Professor Xuesong Li: Several important studies on disitamab vedotin were presented at this congress, including a phase II study led by our team focusing on adjuvant therapy for high-risk UTUC patients.
Although the current results are preliminary, they demonstrate promising efficacy and safety. The study enrolled patients who had undergone radical nephroureterectomy with bladder cuff excision and were at high risk of recurrence, but were ineligible for cisplatin due to impaired renal function. All patients had HER2 expression of IHC 2+ to 3+.
As we know, cisplatin-based chemotherapy is the standard adjuvant treatment for high-risk UTUC, but many patients cannot tolerate it after surgery due to renal insufficiency. This represents a major unmet clinical need.

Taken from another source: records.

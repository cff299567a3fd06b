//! Session configuration for the global environment.
//!
//! A `GlobalsConfig` is fixed when the environment is constructed. Nothing
//! here can change afterwards, so every consumer thread sees the same flags.

use std::fmt;
use std::path::{Path, PathBuf};

use crate::error::ConfigError;

/// How the compiler session is being driven.
#[derive(Copy, Clone, Eq, PartialEq, Hash, Debug, Default)]
pub enum CompilationMode {
    /// One-shot command line compilation.
    #[default]
    Batch,
    /// Interactive evaluation session.
    Interactive,
    /// Long-running editor service.
    Service,
}

impl CompilationMode {
    pub fn is_interactive(self) -> bool {
        matches!(self, CompilationMode::Interactive)
    }
}

/// Language features whose availability depends on the language version.
#[derive(Copy, Clone, Eq, PartialEq, Hash, Debug)]
pub enum LangFeature {
    /// Value tuples decompile to source struct tuples.
    StructTuples,
    /// Marker attributes missing from the runtime are defined locally.
    EmbeddedAttributes,
    NullnessChecking,
}

impl LangFeature {
    /// First language version that ships this feature.
    pub const fn min_version(self) -> LangVersion {
        match self {
            LangFeature::StructTuples => LangVersion::new(1, 1),
            LangFeature::EmbeddedAttributes => LangVersion::new(2, 0),
            LangFeature::NullnessChecking => LangVersion::new(3, 0),
        }
    }
}

/// A `major.minor` language version.
#[derive(Copy, Clone, Eq, PartialEq, Hash, Debug, PartialOrd, Ord)]
pub struct LangVersion {
    pub major: u16,
    pub minor: u16,
}

impl LangVersion {
    pub const MIN: LangVersion = LangVersion::new(1, 0);
    pub const LATEST: LangVersion = LangVersion::new(3, 1);

    pub const fn new(major: u16, minor: u16) -> Self {
        LangVersion { major, minor }
    }

    pub fn supports(self, feature: LangFeature) -> bool {
        self >= feature.min_version()
    }

    pub fn is_supported(self) -> bool {
        (LangVersion::MIN..=LangVersion::LATEST).contains(&self)
    }
}

impl Default for LangVersion {
    fn default() -> Self {
        LangVersion::LATEST
    }
}

impl fmt::Display for LangVersion {
    fn fmt(&self, f: &mut fmt::Formatter<'_>) -> fmt::Result {
        write!(f, "{}.{}", self.major, self.minor)
    }
}

/// Configuration captured by the global environment at construction.
#[derive(Clone, Debug, PartialEq, Eq)]
pub struct GlobalsConfig {
    /// The unit being compiled is the language's own standard library.
    pub compiling_std_lib: bool,
    /// Track nullness on reference types.
    pub null_tracking: bool,
    pub mode: CompilationMode,
    pub lang_version: LangVersion,
    /// Directory relative source paths are resolved against. Empty means none.
    pub base_path: PathBuf,
    /// Omit debugger-only attributes from generated members.
    pub suppress_debug_attributes: bool,
    /// Assembly-level name of the standard library.
    pub std_lib_name: String,
}

impl Default for GlobalsConfig {
    fn default() -> Self {
        GlobalsConfig {
            compiling_std_lib: false,
            null_tracking: false,
            mode: CompilationMode::Batch,
            lang_version: LangVersion::LATEST,
            base_path: PathBuf::new(),
            suppress_debug_attributes: false,
            std_lib_name: "Lumen.Core".to_owned(),
        }
    }
}

impl GlobalsConfig {
    #[must_use]
    pub fn with_std_lib(mut self, compiling_std_lib: bool) -> Self {
        self.compiling_std_lib = compiling_std_lib;
        self
    }

    #[must_use]
    pub fn with_null_tracking(mut self, null_tracking: bool) -> Self {
        self.null_tracking = null_tracking;
        self
    }

    #[must_use]
    pub fn with_mode(mut self, mode: CompilationMode) -> Self {
        self.mode = mode;
        self
    }

    #[must_use]
    pub fn with_lang_version(mut self, lang_version: LangVersion) -> Self {
        self.lang_version = lang_version;
        self
    }

    #[must_use]
    pub fn with_base_path(mut self, base_path: impl Into<PathBuf>) -> Self {
        self.base_path = base_path.into();
        self
    }

    #[must_use]
    pub fn with_suppress_debug_attributes(mut self, suppress: bool) -> Self {
        self.suppress_debug_attributes = suppress;
        self
    }

    /// Check the configuration before an environment is built from it.
    pub fn validate(&self) -> Result<(), ConfigError> {
        if !self.base_path.as_os_str().is_empty() && !self.base_path.is_absolute() {
            return Err(ConfigError::RelativeBasePath(self.base_path.clone()));
        }
        if !self.lang_version.is_supported() {
            return Err(ConfigError::UnsupportedLanguageVersion {
                version: self.lang_version,
                min: LangVersion::MIN,
                latest: LangVersion::LATEST,
            });
        }
        Ok(())
    }

    /// Null tracking is only honoured when the language version supports it.
    pub fn effective_null_tracking(&self) -> bool {
        self.null_tracking && self.lang_version.supports(LangFeature::NullnessChecking)
    }

    #[inline]
    pub fn supports(&self, feature: LangFeature) -> bool {
        self.lang_version.supports(feature)
    }

    /// Resolve a source path against the base path.
    ///
    /// Absolute paths, and every path when no base is configured, come back unchanged.
    pub fn resolve_source_path(&self, path: &Path) -> PathBuf {
        if path.is_absolute() || self.base_path.as_os_str().is_empty() {
            path.to_path_buf()
        } else {
            self.base_path.join(path)
        }
    }
}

Our study explored a novel approach combining disitamab vedotin with radiotherapy in the adjuvant setting. After a median follow-up of 12 months, only 1 out of 25 patients in the combination group experienced recurrence, compared to 8 out of 22 patients in the control group. The one-year disease control rate was 93% versus 73%, showing a statistically significant difference.
In terms of safety, the regimen was well tolerated, with less than 10% of patients experiencing grade 3 or higher treatment-related adverse events, and no unexpected safety signals were observed.

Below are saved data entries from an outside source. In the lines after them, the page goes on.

//! Global type and symbol environment for Lumen.
//!
//! One `Globals` value per compilation session. It is built before type
//! checking starts and then only read, from any number of threads.
//!
//! # What it holds
//!
//! - Type-constructor references for every type the compiler names
//!   directly, resolved through the session's unit resolver or deferred
//!   when nothing provides them
//! - Precomputed primitive types (`int`, `string`, `obj`, ...)
//! - The intrinsic symbol registry, with lookup by linkage key
//! - Decompile and improve maps that canonicalize imported types
//! - Attribute descriptors for code generation
//! - Built-in witnesses for operator and math constraints
//!
//! # Deferred resolution
//!
//! Building the environment never fails because a type is missing. A
//! reference to a type no loaded unit provides is backed by a deferred
//! sentinel carrying the diagnostic `"<namespace>.<name> not found"`, raised
//! only if something dereferences it.

mod attributes;
mod canon;
mod config;
mod error;
mod globals;
mod intrinsics;
mod prims;
mod tuple;
mod tycon;
mod tycons;
mod ty;
mod unit;
mod witness;

#[cfg(test)]
mod testing;

pub use attributes::{
    AttrArg, AttribInfo, CustomAttr, IlTypeRef, ScopeRef, WellKnownAttributes,
    EMBEDDABLE_ATTRIBUTES,
};
pub use canon::ImproveStrategy;
pub use config::{CompilationMode, GlobalsConfig, LangFeature, LangVersion};
pub use error::{ConfigError, GlobalsError, WitnessShape};
pub use globals::{Globals, SessionUnits};
pub use intrinsics::{
    EnclosingEntity, Entity, IntrinsicDef, IntrinsicId, IntrinsicValRef, KnownIntrinsicTable,
    LinkageKey, Sig, TyTemplate, INTRINSICS,
};
pub use prims::{PrimitiveKind, PrimitiveTypes};
pub use tuple::{TupleTycons, GOOD_TUPLE_FIELDS, MAX_TUPLE};
pub use tycon::{NonLocalTycon, TyconRef};
pub use tycons::{
    array_tycon_name, NamedTycon, Origin, WellKnownTycons, CORE_NAMESPACE, MAX_ARRAY_RANK,
    SYSTEM_NAMESPACE,
};
pub use ty::{super_fold_ty, Nullness, TupInfo, Ty, TyFolder, TyKind, TyParam};
pub use unit::{
    Access, CompilationUnit, DeferredUnit, Stamp, TypeDef, TypeDefFlags, TypeDefKind,
    TypeDefSpec, UnitId, UnitKind, UnitRef, UnitResolver, UnitTable,
};
pub use witness::{operator_trait_name, WitnessRequest, WitnessResolution};

use std::sync::Once;

static TRACING_INIT: Once = Once::new();

/// Initialize tracing for debug output.
///
/// Safe to call multiple times. Enable with `RUST_LOG=lumen_globals=debug`
/// or `RUST_LOG=lumen_globals=trace`.
pub fn init_tracing() {
    TRACING_INIT.call_once(|| {
        use tracing_subscriber::{fmt, prelude::*, EnvFilter};

        // Only initialize if RUST_LOG is set
        if std::env::var("RUST_LOG").is_ok() {
            let filter = EnvFilter::from_default_env();
            // Another subscriber may already be installed by the host.
            let _ = tracing_subscriber::registry()
                .with(fmt::layer().with_target(true).with_level(true))
                .with(filter)
                .try_init();
        }
    });
}

#[cfg(target_pointer_width = "64")]
mod size_asserts {
    use super::{Nullness, Ty, TyconRef};
    lumen_ir::static_assert_size!(Ty, 8);
    lumen_ir::static_assert_size!(TyconRef, 16);
    lumen_ir::static_assert_size!(Nullness, 1);
}
//! Errors raised by the global environment.

use std::fmt;
use std::path::PathBuf;

use lumen_diagnostic::{Diagnostic, ErrorCode};

use crate::config::LangVersion;

/// Operand and result arity of a trait-constraint witness request.
#[derive(Copy, Clone, Eq, PartialEq, Hash, Debug)]
pub struct WitnessShape {
    pub operands: usize,
    pub has_result: bool,
}

impl fmt::Display for WitnessShape {
    fn fmt(&self, f: &mut fmt::Formatter<'_>) -> fmt::Result {
        let result = if self.has_result { "a result" } else { "no result" };
        write!(f, "{} operand(s) and {result}", self.operands)
    }
}

/// Rejected configuration.
#[derive(Clone, Debug, PartialEq, Eq, thiserror::Error)]
pub enum ConfigError {
    #[error("base path `{}` must be absolute", .0.display())]
    RelativeBasePath(PathBuf),
    #[error("language version {version} is outside the supported range {min}..={latest}")]
    UnsupportedLanguageVersion {
        version: LangVersion,
        min: LangVersion,
        latest: LangVersion,
    },
}

/// Failure reported by a global-environment operation.
#[derive(Clone, Debug, PartialEq, Eq, thiserror::Error)]
pub enum GlobalsError {
    /// A deferred sentinel was forced. The message names the missing type.
    #[error("{diagnostic}")]
    DeferredResolution { diagnostic: String },

    /// The compilation unit resolved, but does not define the type.
    #[error("type `{path}` is not defined by compilation unit `{unit}`")]
    TypeNotFound { path: String, unit: String },

    #[error("no built-in witness for `{trait_name}` with {shape}")]
    UnsupportedWitness {
        trait_name: String,
        shape: WitnessShape,
    },

    #[error("attribute `{name}` is not available and cannot be embedded")]
    NotEmbeddable { name: String },

    #[error(transparent)]
    InvalidConfig(#[from] ConfigError),
}

impl GlobalsError {
    pub fn code(&self) -> ErrorCode {
        match self {
            GlobalsError::DeferredResolution { .. } => ErrorCode::E2101,
            GlobalsError::TypeNotFound { .. } => ErrorCode::E2102,
            GlobalsError::NotEmbeddable { .. } => ErrorCode::E2103,
            GlobalsError::UnsupportedWitness { .. } => ErrorCode::E9101,
            GlobalsError::InvalidConfig(_) => ErrorCode::E9102,
        }
    }

    /// Convert to a user-facing diagnostic.
    #[cold]
    pub fn to_diagnostic(&self) -> Diagnostic {
        let diag = Diagnostic::error(self.code()).with_message(self.to_string());
        match self {
            GlobalsError::DeferredResolution { .. } => diag
                .with_note("the type was referenced while building the global environment"),
            GlobalsError::TypeNotFound { .. } => {
                diag.with_note("the referenced compilation unit may be out of date")
            }
            GlobalsError::NotEmbeddable { .. } => {
                diag.with_note("only compiler-emitted marker attributes can be embedded")
            }
            GlobalsError::UnsupportedWitness { .. } => {
                diag.with_note("the constraint solver requested a witness with no built-in shape")
            }
            GlobalsError::InvalidConfig(_) => diag,
        }
    }
}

This study has several important implications. It provides an effective and low-toxicity adjuvant treatment option for cisplatin-ineligible patients, addressing a long-standing clinical gap. It also expands the role of HER2-targeted ADC therapy from metastatic disease into the postoperative setting, potentially enabling more patients to reduce recurrence risk and achieve cure.
Importantly, UTUC has a higher incidence in China than in Western countries, making this research highly relevant both locally and globally. These findings represent high-quality evidence generated from a Chinese population and contribute to the global advancement of UTUC management.

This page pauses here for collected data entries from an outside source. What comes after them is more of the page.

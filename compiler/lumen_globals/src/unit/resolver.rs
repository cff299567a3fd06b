//! Resolution of compilation units by type name.

use std::sync::Arc;

use lumen_ir::{Name, NamespacePath, StringLookup};

use super::{CompilationUnit, UnitRef};

/// Finds the compilation unit that defines a type.
///
/// Supplied by the session driver. Returns `None` when no loaded unit
/// defines the type (or, with `public_only`, no unit defines it publicly).
pub trait UnitResolver: Send + Sync {
    fn resolve(
        &self,
        path: &NamespacePath,
        type_name: Name,
        public_only: bool,
    ) -> Option<Arc<CompilationUnit>>;
}

impl<F> UnitResolver for F
where
    F: Fn(&NamespacePath, Name, bool) -> Option<Arc<CompilationUnit>> + Send + Sync,
{
    fn resolve(
        &self,
        path: &NamespacePath,
        type_name: Name,
        public_only: bool,
    ) -> Option<Arc<CompilationUnit>> {
        self(path, type_name, public_only)
    }
}

/// Resolver over a fixed list of loaded units, searched in order.
#[derive(Default, Debug)]
pub struct UnitTable {
    units: Vec<Arc<CompilationUnit>>,
}

impl UnitTable {
    pub fn new() -> Self {
        Self::default()
    }

    #[must_use]
    pub fn with_unit(mut self, unit: Arc<CompilationUnit>) -> Self {
        self.units.push(unit);
        self
    }

    pub fn add(&mut self, unit: Arc<CompilationUnit>) {
        self.units.push(unit);
    }

    pub fn units(&self) -> &[Arc<CompilationUnit>] {
        &self.units
    }
}

impl UnitResolver for UnitTable {
    fn resolve(
        &self,
        path: &NamespacePath,
        type_name: Name,
        public_only: bool,
    ) -> Option<Arc<CompilationUnit>> {
        self.units
            .iter()
            .find(|unit| unit.defines(path, type_name, public_only))
            .cloned()
    }
}

/// Resolve a unit, substituting a deferred sentinel when nothing defines the type.
///
/// The sentinel's diagnostic reads `"<path>.<name> not found"`.
pub fn resolve_or_deferred(
    resolver: &dyn UnitResolver,
    lookup: &impl StringLookup,
    path: &NamespacePath,
    type_name: Name,
    public_only: bool,
) -> UnitRef {
    match resolver.resolve(path, type_name, public_only) {
        Some(unit) => UnitRef::Resolved(unit),
        None => {
            let diagnostic = format!("{} not found", path.qualify(type_name, lookup));
            tracing::debug!(%diagnostic, "deferring unresolved compilation unit");
            UnitRef::deferred(path.clone(), type_name, diagnostic)
        }
    }
}
#![allow(clippy::unwrap_used, reason = "Tests use unwrap for brevity")]

use pretty_assertions::assert_eq;

use crate::testing::Fixture;
use crate::tycons::NamedTycon;
use crate::ty::{TupInfo, Ty, TyKind};

#[test]
fn iterated_fun_is_right_nested() {
    let fx = Fixture::new();
    let g = &fx.globals;
    let int = g.int_ty().clone();
    let s = g.string_ty().clone();
    let b = g.bool_ty().clone();

    let ty = g.mk_iterated_fun_ty([int.clone(), s.clone()], b.clone());
    assert_eq!(ty, g.mk_fun_ty(int, g.mk_fun_ty(s, b)));
}

#[test]
fn iterated_fun_without_domains_is_range() {
    let fx = Fixture::new();
    let g = &fx.globals;
    let ty = g.mk_iterated_fun_ty(Vec::new(), g.int_ty().clone());
    assert!(Ty::ptr_eq(&ty, g.int_ty()));
}

#[test]
fn array_ranks_use_distinct_constructors() {
    let fx = Fixture::new();
    let g = &fx.globals;
    let one = g.mk_array_ty(1, g.int_ty().clone());
    let two = g.mk_array_ty(2, g.int_ty().clone());
    assert_ne!(one, two);
    assert_eq!(g.dest_array_ty(&two).map(|(rank, _)| rank), Some(2));
    assert_eq!(g.dest_array_ty(&one).map(|(_, e)| e.clone()), Some(g.int_ty().clone()));
    assert_eq!(g.dest_array_ty(g.int_ty()), None);
}

#[test]
#[should_panic(expected = "array rank 33")]
fn array_rank_above_limit_panics() {
    let fx = Fixture::new();
    let _ = fx.globals.mk_array_ty(33, fx.globals.int_ty().clone());
}

#[test]
#[should_panic(expected = "array rank 0")]
fn array_rank_zero_panics() {
    let fx = Fixture::new();
    let _ = fx.globals.mk_array_ty(0, fx.globals.int_ty().clone());
}

#[test]
fn single_element_tuple_is_the_element() {
    let fx = Fixture::new();
    let g = &fx.globals;
    let ty = g.mk_ref_tuple_ty(vec![g.int_ty().clone()]);
    assert!(Ty::ptr_eq(&ty, g.int_ty()));
}

#[test]
fn struct_tuple_keeps_structness() {
    let fx = Fixture::new();
    let g = &fx.globals;
    let ty = g.mk_struct_tuple_ty(vec![g.int_ty().clone(), g.bool_ty().clone()]);
    match ty.kind() {
        TyKind::Tuple { tup, elems } => {
            assert_eq!(*tup, TupInfo::Struct);
            assert_eq!(elems.len(), 2);
        }
        other => panic!("expected a tuple, got {other:?}"),
    }
}

#[test]
fn format_ty_has_five_arguments() {
    let fx = Fixture::new();
    let g = &fx.globals;
    let u = g.unit_ty().clone();
    let ty = g.mk_format_ty(u.clone(), u.clone(), u.clone(), u.clone(), u);
    let (tcref, args) = ty.as_app().unwrap();
    assert_eq!(tcref, g.tycon(NamedTycon::Format));
    assert_eq!(args.len(), 5);
}

#[test]
fn primitive_predicates() {
    let fx = Fixture::new();
    let g = &fx.globals;
    assert!(g.is_string_ty(g.string_ty()));
    assert!(g.is_obj_ty(g.obj_ty()));
    assert!(g.is_unit_ty(g.unit_ty()));
    assert!(!g.is_string_ty(g.obj_ty()));
}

Future efforts will include larger multicenter randomized trials and longer follow-up to further validate the long-term efficacy and safety of this strategy.
03
Given the strong potential of disitamab vedotin, what future directions should be explored?
Professor Xuesong Li: Disitamab vedotin still has significant potential across the entire treatment course of UTUC.
One key direction is expanding its role in the perioperative setting, including both neoadjuvant and adjuvant therapy. Our current study focuses on postoperative treatment, addressing the unmet need in cisplatin-ineligible patients while balancing efficacy and renal safety.
Another important area is combination strategies. Beyond radiotherapy, future studies should explore combinations with immune checkpoint inhibitors or minimally invasive local therapies such as laser ablation. These multimodal approaches may further enhance efficacy and broaden the patient population that can benefit.
Biomarker-driven patient selection is also crucial. HER2 is the primary target of disitamab vedotin, but its expression in urothelial carcinoma is heterogeneous both spatially and temporally. Our team has explored the use of 68Ga-HER2 PET/CT imaging to dynamically assess HER2 expression across the whole body, highlighting the need to move beyond single biopsy-based evaluation toward real-time, whole-body precision assessment.
Finally, generating real-world data in Chinese populations will be essential. Given the unique epidemiology and clinical characteristics of UTUC in Asia, large-scale real-world evidence can help refine treatment strategies and create a continuous cycle of clinical observation, research validation, and clinical application.
Overall, we anticipate that more high-quality data on disitamab vedotin will emerge, helping to establish a comprehensive, precise, and patient-centered treatment system for UTUC, ultimately benefiting more patients worldwide.
Expert Profile

Xuesong Li Peking University First Hospital
Professor Xuesong Li is a leading expert in urologic oncology and reconstructive surgery, with significant contributions to upper urinary tract reconstruction and precision treatment strategies in urothelial carcinoma.